Cell population composition and signatures of the 24 hpf hindbrain. (A) Unsupervised UMAP plot subdivides hindbrain cells into 15 clusters. Dotted lines segregate dorsal (dark violet), medial (pink) and ventral (maroon) progenitors; red arrowed lines indicate the D-V axis and the direction of neurogenesis. Below the UMAP, a schematic drawing of a representative transverse section of a 24 hpf zebrafish hindbrain at the level of the otic vesicle (DP, dorsal progenitors; MP, medial progenitors; VP, ventral progenitors; pMN, progenitors motor neurons; DN, dorsal neurogenesis; MN, medial neurogenesis; VN, ventral neurogenesis; FP, floor plate; RP, roof plate). (B) Heatmap of the top 30 genes significantly enriched in each cluster; representative gene names are shown close to each cluster.
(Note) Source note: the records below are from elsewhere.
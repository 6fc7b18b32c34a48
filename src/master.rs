//! The scheduler that gates the host simulation against the progress of all nodes.
//!
//! The master ticks a macro clock in steps of the GCD of all node step sizes. It only ticks
//! while the host is at least one macro step ahead and every active node has caught up with
//! the current macro time; after each tick the nodes due at the new time step on their own
//! threads. [`FmuMaster::update`] advances host time and blocks until the macro clock has
//! caught up with it again.

use std::{
    sync::{
        atomic::{AtomicBool, Ordering},
        Arc, Condvar, Mutex, MutexGuard, PoisonError,
    },
    thread::{self, JoinHandle},
    time::{Duration, Instant},
};

use crate::{
    binding::FmuBinding,
    built_info,
    bus::{self, DataBus, DataPackage},
    clock::Clock,
    config::{CosimConfig, ModelConfig, WaitStrategy},
    host::HostSignals,
    node::{FmuNode, NodeContext, NodeHealth},
    step_size::{self, TIME_EPSILON},
    Error, ErrorKind,
};

#[derive(Debug, Default)]
struct MasterState {
    /// Host simulation time in seconds.
    host_time: f64,
    /// Macro ticks since start or the last reset.
    ticks: u64,
    /// Set while the host is a macro step or more ahead of the macro clock.
    wait: bool,
    /// Last tick whose node outputs have been published.
    published_tick: Option<u64>,
    paused: bool,
}

struct Scheduler {
    nodes: Vec<FmuNode>,
    intervals: Vec<u64>,
    step_size: Option<f64>,
    state: Mutex<MasterState>,
    /// Signalled when `wait` is cleared.
    host_cv: Condvar,
    clock: Arc<Clock>,
    bus: Arc<dyn DataBus>,
    group: String,
    stop: AtomicBool,
    strategy: WaitStrategy,
    poll_interval: Duration,
    timeout: Option<Duration>,
    fail_fast: bool,
}

impl Scheduler {
    fn lock(&self) -> MutexGuard<'_, MasterState> {
        self.state.lock().unwrap_or_else(PoisonError::into_inner)
    }

    /// One pass of the scheduling loop. Returns `true` if the macro clock advanced.
    fn tick_once(&self) -> bool {
        let Some(step) = self.step_size else {
            return false;
        };
        let mut state = self.lock();
        if state.paused {
            return false;
        }

        let macro_time = self.clock.macro_time();
        if !self.nodes.iter().all(|node| node.caught_up(macro_time)) {
            return false;
        }

        if state.published_tick != Some(state.ticks) {
            for (node, interval) in self.nodes.iter().zip(&self.intervals) {
                if state.ticks % interval == 0 {
                    node.publish();
                }
            }
            state.published_tick = Some(state.ticks);
        }

        if state.host_time - macro_time >= step - TIME_EPSILON {
            state.ticks += 1;
            let macro_time = state.ticks as f64 * step;
            self.clock.set_macro_time(macro_time);
            self.bus.push_data(
                &self.group,
                bus::SIM_TIMER,
                [(bus::CURRENT_TIME, macro_time)].into_iter().collect::<DataPackage>(),
            );
            log::trace!("Macro tick {} at {macro_time}s", state.ticks);
            return true;
        }

        if state.wait {
            state.wait = false;
            self.host_cv.notify_all();
        }
        false
    }

    fn run(&self) {
        log::debug!("Scheduler started");
        while !self.stop.load(Ordering::Acquire) {
            let seen = self.clock.generation();
            if !self.tick_once() {
                self.clock.wait_for_change(seen);
            }
        }
        log::debug!("Scheduler stopped");
    }

    /// Block while the host is ahead of the macro clock.
    fn wait_for_nodes(&self) -> Result<(), Error> {
        let deadline = self.timeout.map(|timeout| (Instant::now() + timeout, timeout));
        let mut state = self.lock();
        while state.wait && !self.stop.load(Ordering::Acquire) {
            let wait_for = match deadline {
                Some((deadline, timeout)) => {
                    let now = Instant::now();
                    if now >= deadline {
                        return Err(Error::Timeout(timeout));
                    }
                    (deadline - now).min(self.poll_interval)
                }
                None => self.poll_interval,
            };
            state = match self.strategy {
                WaitStrategy::Condvar => {
                    self.host_cv
                        .wait_timeout(state, wait_for)
                        .unwrap_or_else(PoisonError::into_inner)
                        .0
                }
                WaitStrategy::Polling => {
                    drop(state);
                    thread::sleep(wait_for);
                    self.lock()
                }
            };
        }
        Ok(())
    }
}

/// Owns all nodes and drives them from the host simulation's update cycle.
pub struct FmuMaster {
    inner: Arc<Scheduler>,
    handle: Option<JoinHandle<()>>,
}

impl std::fmt::Debug for FmuMaster {
    fn fmt(&self, f: &mut std::fmt::Formatter<'_>) -> std::fmt::Result {
        f.debug_struct("FmuMaster")
            .field("nodes", &self.inner.nodes)
            .field("step_size", &self.inner.step_size)
            .field("intervals", &self.inner.intervals)
            .finish()
    }
}

impl FmuMaster {
    /// Load every configured FMU and start the scheduler.
    pub fn new(
        config: &CosimConfig,
        host: Arc<dyn HostSignals>,
        bus: Arc<dyn DataBus>,
    ) -> Result<Self, Error> {
        let tmp_root = config.scheduler.tmp_root()?;
        Self::with_loader(config, host, bus, |model| {
            FmuBinding::load(&model.fmu_path, &model.instance_name, &tmp_root)
        })
    }

    /// Like [`FmuMaster::new`], obtaining each model's binding from `load`.
    ///
    /// A model that is misconfigured, fails to load or fails to initialize is skipped in
    /// best-effort mode; in fail-fast mode, or if a worker thread cannot be started, the error is
    /// returned.
    pub fn with_loader<F>(
        config: &CosimConfig,
        host: Arc<dyn HostSignals>,
        bus: Arc<dyn DataBus>,
        mut load: F,
    ) -> Result<Self, Error>
    where
        F: FnMut(&ModelConfig) -> Result<FmuBinding, Error>,
    {
        config.validate()?;
        let scheduler = &config.scheduler;
        let ctx = NodeContext::new(host, bus.clone(), scheduler.clone());

        let mut nodes = Vec::new();
        for model in config.models() {
            let node = model
                .validate()
                .and_then(|()| load(model))
                .and_then(|binding| FmuNode::with_binding(binding, model, &ctx));
            match node {
                Ok(node) => nodes.push(node),
                Err(err) if scheduler.fail_fast() || err.kind() == ErrorKind::Threading => {
                    return Err(err)
                }
                Err(err) => log::error!("Skipping FMU {}: {err}", model.instance_name),
            }
        }

        let step_sizes: Vec<f64> = nodes.iter().map(FmuNode::step_size).collect();
        let step_size = step_size::compute_step_size(&step_sizes);
        let intervals = step_size
            .map(|step| step_size::update_intervals(&step_sizes, step))
            .unwrap_or_default();

        log::info!(
            "{} {}: {} FMU nodes, macro step size {step_size:?}, update intervals {intervals:?}",
            built_info::PKG_NAME,
            built_info::PKG_VERSION,
            nodes.len(),
        );

        let inner = Arc::new(Scheduler {
            nodes,
            intervals,
            step_size,
            state: Mutex::new(MasterState::default()),
            host_cv: Condvar::new(),
            clock: ctx.clock.clone(),
            bus,
            group: scheduler.group.clone(),
            stop: AtomicBool::new(false),
            strategy: scheduler.wait_strategy,
            poll_interval: scheduler.poll_interval(),
            timeout: scheduler.timeout(),
            fail_fast: scheduler.fail_fast(),
        });

        let handle = match step_size {
            Some(_) => {
                let scheduler = inner.clone();
                let handle = thread::Builder::new()
                    .name("fmu-master".to_owned())
                    .spawn(move || scheduler.run())
                    .map_err(|source| Error::Spawn {
                        name: "fmu-master".to_owned(),
                        source,
                    })?;
                Some(handle)
            }
            None => {
                log::warn!("No FMU nodes, the master stays idle");
                None
            }
        };

        Ok(Self { inner, handle })
    }

    /// The macro step size, `None` without nodes.
    pub fn step_size(&self) -> Option<f64> {
        self.inner.step_size
    }

    /// Macro ticks between publications of each node, in node order.
    pub fn update_intervals(&self) -> &[u64] {
        &self.inner.intervals
    }

    pub fn nodes(&self) -> &[FmuNode] {
        &self.inner.nodes
    }

    pub fn macro_time(&self) -> f64 {
        self.inner.clock.macro_time()
    }

    pub fn host_time(&self) -> f64 {
        self.inner.lock().host_time
    }

    /// Whether the host is waiting for the nodes to catch up.
    pub fn get_wait(&self) -> bool {
        self.inner.lock().wait
    }

    pub fn health(&self) -> Vec<NodeHealth> {
        self.inner.nodes.iter().map(FmuNode::health).collect()
    }

    /// Advance host time by `dt_ms` milliseconds and block until every node has caught up.
    ///
    /// Fails with [`Error::Timeout`] if a timeout is configured and expires first; the
    /// co-simulation keeps running and a later call picks up from there. A NaN, infinite or
    /// negative `dt_ms` is rejected without touching host time.
    pub fn update(&self, dt_ms: f64) -> Result<(), Error> {
        if !(dt_ms.is_finite() && dt_ms >= 0.0) {
            return Err(Error::Config(format!(
                "host time step must be finite and non-negative, got {dt_ms} ms"
            )));
        }
        let inner = &self.inner;
        {
            let mut state = inner.lock();
            state.host_time += dt_ms / 1000.0;
            let Some(step) = inner.step_size else {
                return Ok(());
            };
            state.wait = state.host_time - inner.clock.macro_time() >= step - TIME_EPSILON;
        }
        inner.clock.notify();
        inner.wait_for_nodes()
    }

    /// Rewind the co-simulation to time zero: host and macro clocks, the wait flag and every
    /// node, which re-initializes its model.
    pub fn reset(&self) -> Result<(), Error> {
        let inner = &self.inner;
        inner.lock().paused = true;
        inner.clock.set_macro_time(0.0);

        let mut first_error = None;
        for node in &inner.nodes {
            if let Err(err) = node.request_reset(inner.timeout) {
                log::error!("Reset of {} failed: {err}", node.instance_name());
                if inner.fail_fast || err.kind() == ErrorKind::Timeout {
                    first_error.get_or_insert(err);
                }
            }
        }

        {
            let mut state = inner.lock();
            *state = MasterState::default();
            inner.host_cv.notify_all();
        }
        inner.clock.notify();
        log::info!("Co-simulation reset");
        first_error.map_or(Ok(()), Err)
    }
}

impl Drop for FmuMaster {
    fn drop(&mut self) {
        self.inner.stop.store(true, Ordering::Release);
        self.inner.clock.notify();
        self.inner.host_cv.notify_all();
        if let Some(handle) = self.handle.take() {
            if handle.join().is_err() {
                log::error!("{}", Error::ThreadPanicked("fmu-master".to_owned()));
            }
        }

        match Arc::get_mut(&mut self.inner) {
            // Nodes are torn down in order, each waiting for its worker before freeing its model.
            Some(inner) => inner.nodes.clear(),
            None => log::warn!("Scheduler still shared, nodes are torn down on last release"),
        }
        self.inner.bus.unregister(&self.inner.group, bus::SIM_TIMER);
    }
}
The full gene list is in Fig. S5. (C) UMAP plots showing the log normalised counts of selective representative genes. Colour intensity is proportional to the expression level of a given gene. Arrowheads indicate the relevant domain of expression; colour refers to cluster of origin. (D) Dot plot of genes with dorsoventral restricted expression in progenitors. (E) Dot plot of factors with restricted expression in differentiating progenitors. Dot size corresponds to the percentage of cells expressing the feature in each cluster, while the colour represents the average expression level. Whole-mount in situ hybridisation showing the expression pattern of atoh1a (F,F′), ascl1a (G,G′) and neurog1 (H,H′). (F-H) Dorsal view and (F′-H′) 40 µm hindbrain transverse section at the level of r4-r5/r5-r6. Scale bars: 50 µm.